» WHAT TO PRODUCE:
How many lines in the material below include the string "start"? Answer with the number only.

» SOURCE INFORMATION:
//! Discovery over a real multicast network.
//!
//! These tests bind the mDNS port and need a multicast-capable, non-loopback
//! interface, which most CI sandboxes do not provide. Run them with
//! `cargo test -- --ignored`.
//!
//! Instances are announced on every interface address, so discovered
//! endpoints are matched by port.

#![cfg(feature = "mdns")]

use std::net::{IpAddr, Ipv4Addr};
use std::time::{Duration, Instant};

use beacon_discovery::{
    Instancer, InstancerOptions, Lookup, MdnsResolver, Query, Registrar, Service,
};

fn announce(service: &str, port: u16) -> Registrar {
    let service = Service::new(format!("instance-{port}"), service, port);
    Registrar::new(service).unwrap()
}

#[tokio::test(flavor = "multi_thread")]
#[ignore = "requires multicast networking"]
async fn test_instancer_discovers_registered_instances() {
    let service = "_instancer-test._tcp";

    let mut registrars = Vec::new();
    let mut want = Vec::new();
    let mut port = 20000;
    for i in 0..10u16 {
        port += 37 * (i + 1);
        let registrar = announce(service, port);
        registrar.register();
        assert!(registrar.is_registered());
        registrars.push(registrar);
        want.push(port);
    }

    let options = InstancerOptions::new()
        .refresh_interval(Duration::from_secs(3))
        .lookup_timeout(Duration::from_secs(2));
    let instancer = Instancer::new(service, options).await.unwrap();

    let event = instancer.state();
    assert!(event.err().is_none(), "unexpected error: {:?}", event.err());
    let endpoints = event.instances().unwrap();
    assert!(endpoints.iter().all(|e| !e.addr.ip().is_loopback()));
    let mut have: Vec<u16> = endpoints.iter().map(|e| e.addr.port()).collect();

    want.sort();
    have.sort();
    assert_eq!(want, have);

    instancer.stop().await;
    for registrar in &registrars {
        registrar.deregister();
    }
}

#[tokio::test(flavor = "multi_thread")]
#[ignore = "requires multicast networking"]
async fn test_lookup_without_responders_honors_timeout() {
    let timeout = Duration::from_millis(500);
    let query = Query {
        service: "_nobody-home._tcp".to_string(),
        domain: "local".to_string(),
        timeout,
        interface: None,
        want_unicast_response: false,
    };

    let start = Instant::now();
    let endpoints = MdnsResolver::new().lookup(&query).await.unwrap();
    let elapsed = start.elapsed();

    assert!(endpoints.is_empty());
    assert!(elapsed < timeout + Duration::from_millis(750), "took {elapsed:?}");
}

#[test]
#[ignore = "requires multicast networking"]
fn test_register_twice_is_noop() {
    let registrar = announce("_registrar-test._tcp", 31000);
    registrar.register();
    registrar.register();
    assert!(registrar.is_registered());

    registrar.deregister();
    assert!(!registrar.is_registered());
    registrar.deregister();
}

#[test]
fn test_loopback_announcement_is_rejected() {
    let service =
        Service::new("lo", "_registrar-test._tcp", 31001).ip(IpAddr::V4(Ipv4Addr::LOCALHOST));
    assert!(Registrar::new(service).is_err());
}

» TASK OUTPUT:
2